Wooden Shjips
Dos
(Holy Mountain)

The world can be divided into two groups: those who love repetition in music and those who loathe it. Of course, repetition appears in a lot of music, but there's repetition and then there's REPETITION (REPETITION REPETITION). You know what I mean?

The latter sort typically is found in minimalist, drone-based music and many styles of dance music. Rock has had its share of repetition lovers: The Velvet Underground sprang out of the minimalist concepts of long-form droners La Monte Young and Tony Conrad, via John Cale; the Fall's Mark E. Smith titled a song "Repetition," which became that post-punk group's manifesto; space rockers Hawkwind and disciples like Loop discovered the trance-inducing properties of repetition and then festooned their epic tunes with loads of electronic effects.
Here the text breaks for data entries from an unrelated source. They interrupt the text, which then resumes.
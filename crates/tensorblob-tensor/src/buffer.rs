use crate::{
    device::Device,
    dtype::{Element, ElementType, TensorData},
    error::TensorError,
};

/// A flat, row-major tensor buffer with a runtime element type.
///
/// The buffer may exist before its storage does: a buffer built with
/// [`TypedBuffer::unfilled`] has a shape and element type but no data, which
/// the encoder reports as an unfilled tensor.
///
/// # Examples
///
/// ```
/// use tensorblob_tensor::{Device, ElementType, TypedBuffer};
///
/// let buffer = TypedBuffer::from_vec(vec![2, 2], vec![1.0f32, 2.0, 3.0, 4.0], Device::cpu()).unwrap();
/// assert_eq!(buffer.numel(), 4);
/// assert_eq!(buffer.element_type(), ElementType::F32);
/// assert_eq!(buffer.as_slice::<f32>(), Some(&[1.0, 2.0, 3.0, 4.0][..]));
/// ```
#[derive(Debug)]
pub struct TypedBuffer {
    shape: Vec<usize>,
    element_type: ElementType,
    device: Device,
    storage: Option<TensorData>,
}

/// Returns the number of elements described by `shape`.
///
/// An empty shape describes a scalar and has one element. The count
/// saturates at `usize::MAX`; use [`checked_numel`] for untrusted shapes.
pub fn numel_of(shape: &[usize]) -> usize {
    shape.iter().fold(1usize, |acc, &d| acc.saturating_mul(d))
}

/// Returns the number of elements described by `shape`, or `None` if the
/// count overflows `usize`.
pub fn checked_numel(shape: &[usize]) -> Option<usize> {
    shape.iter().try_fold(1usize, |acc, &d| acc.checked_mul(d))
}

impl TypedBuffer {
    /// Creates a buffer from a vector of elements.
    ///
    /// # Errors
    ///
    /// Returns [`TensorError::InvalidShape`] if `data.len()` does not match the shape.
    pub fn from_vec<T: Element>(
        shape: Vec<usize>,
        data: Vec<T>,
        device: Device,
    ) -> Result<Self, TensorError> {
        Self::from_data(shape, T::into_data(data), device)
    }

    /// Creates a buffer from existing storage.
    ///
    /// # Errors
    ///
    /// Returns [`TensorError::InvalidShape`] if the storage length does not match the shape,
    /// or [`TensorError::ShapeOverflow`] if the shape overflows.
    pub fn from_data(
        shape: Vec<usize>,
        data: TensorData,
        device: Device,
    ) -> Result<Self, TensorError> {
        let numel = checked_numel(&shape).ok_or_else(|| TensorError::ShapeOverflow(shape.clone()))?;
        if data.len() != numel {
            return Err(TensorError::invalid_shape(numel, data.len()));
        }
        Ok(Self {
            shape,
            element_type: data.element_type(),
            device,
            storage: Some(data),
        })
    }

    /// Allocates a zero-filled buffer.
    ///
    /// # Errors
    ///
    /// * [`TensorError::ShapeOverflow`] if the element count overflows.
    /// * [`TensorError::UnallocatableType`] for [`ElementType::Unset`].
    /// * [`TensorError::AllocationFailed`] if the storage cannot be allocated.
    pub fn zeros(
        shape: Vec<usize>,
        element_type: ElementType,
        device: Device,
    ) -> Result<Self, TensorError> {
        let numel = checked_numel(&shape).ok_or_else(|| TensorError::ShapeOverflow(shape.clone()))?;
        let data = TensorData::zeros(element_type, numel)?;
        Self::from_data(shape, data, device)
    }

    /// Creates a buffer with a shape and element type but no storage.
    pub fn unfilled(shape: Vec<usize>, element_type: ElementType, device: Device) -> Self {
        Self {
            shape,
            element_type,
            device,
            storage: None,
        }
    }

    /// Returns the shape of the buffer.
    #[inline]
    pub fn shape(&self) -> &[usize] {
        &self.shape
    }

    /// Returns the number of elements.
    #[inline]
    pub fn numel(&self) -> usize {
        numel_of(&self.shape)
    }

    /// Returns the element type.
    #[inline]
    pub fn element_type(&self) -> ElementType {
        self.element_type
    }

    /// Returns the device the storage lives on.
    #[inline]
    pub fn device(&self) -> Device {
        self.device
    }

    /// Returns true if the buffer has storage.
    #[inline]
    pub fn is_filled(&self) -> bool {
        self.storage.is_some()
    }

    /// Returns the storage, if any.
    #[inline]
    pub fn data(&self) -> Option<&TensorData> {
        self.storage.as_ref()
    }

    /// Returns the storage mutably, if any.
    #[inline]
    pub fn data_mut(&mut self) -> Option<&mut TensorData> {
        self.storage.as_mut()
    }

    /// Replaces the storage, re-typing the buffer.
    ///
    /// # Errors
    ///
    /// Returns [`TensorError::InvalidShape`] if the storage length does not match the shape.
    pub fn set_data(&mut self, data: TensorData) -> Result<(), TensorError> {
        if data.len() != self.numel() {
            return Err(TensorError::invalid_shape(self.numel(), data.len()));
        }
        self.element_type = data.element_type();
        self.storage = Some(data);
        Ok(())
    }

    /// Returns the elements as a slice if the buffer holds `T`.
    pub fn as_slice<T: Element>(&self) -> Option<&[T]> {
        self.storage.as_ref().and_then(T::slice)
    }

    /// Returns the elements as a mutable slice if the buffer holds `T`.
    pub fn as_slice_mut<T: Element>(&mut self) -> Option<&mut [T]> {
        self.storage.as_mut().and_then(T::slice_mut)
    }

    /// Consumes the buffer and returns its storage.
    pub fn into_data(self) -> Option<TensorData> {
        self.storage
    }
}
It's the last-mentioned lineage from which San Francisco's Wooden Shjips draw. What they do is technically rudimentary. But the key to this sort of rock is locating those primal riffs that sound amazing no matter how many times they repeat. That part is difficult and requires intense thought. From there, it's a matter of how you embellish those riffs—which effects you use, what instruments augment them, which hallucinogens you take, etc.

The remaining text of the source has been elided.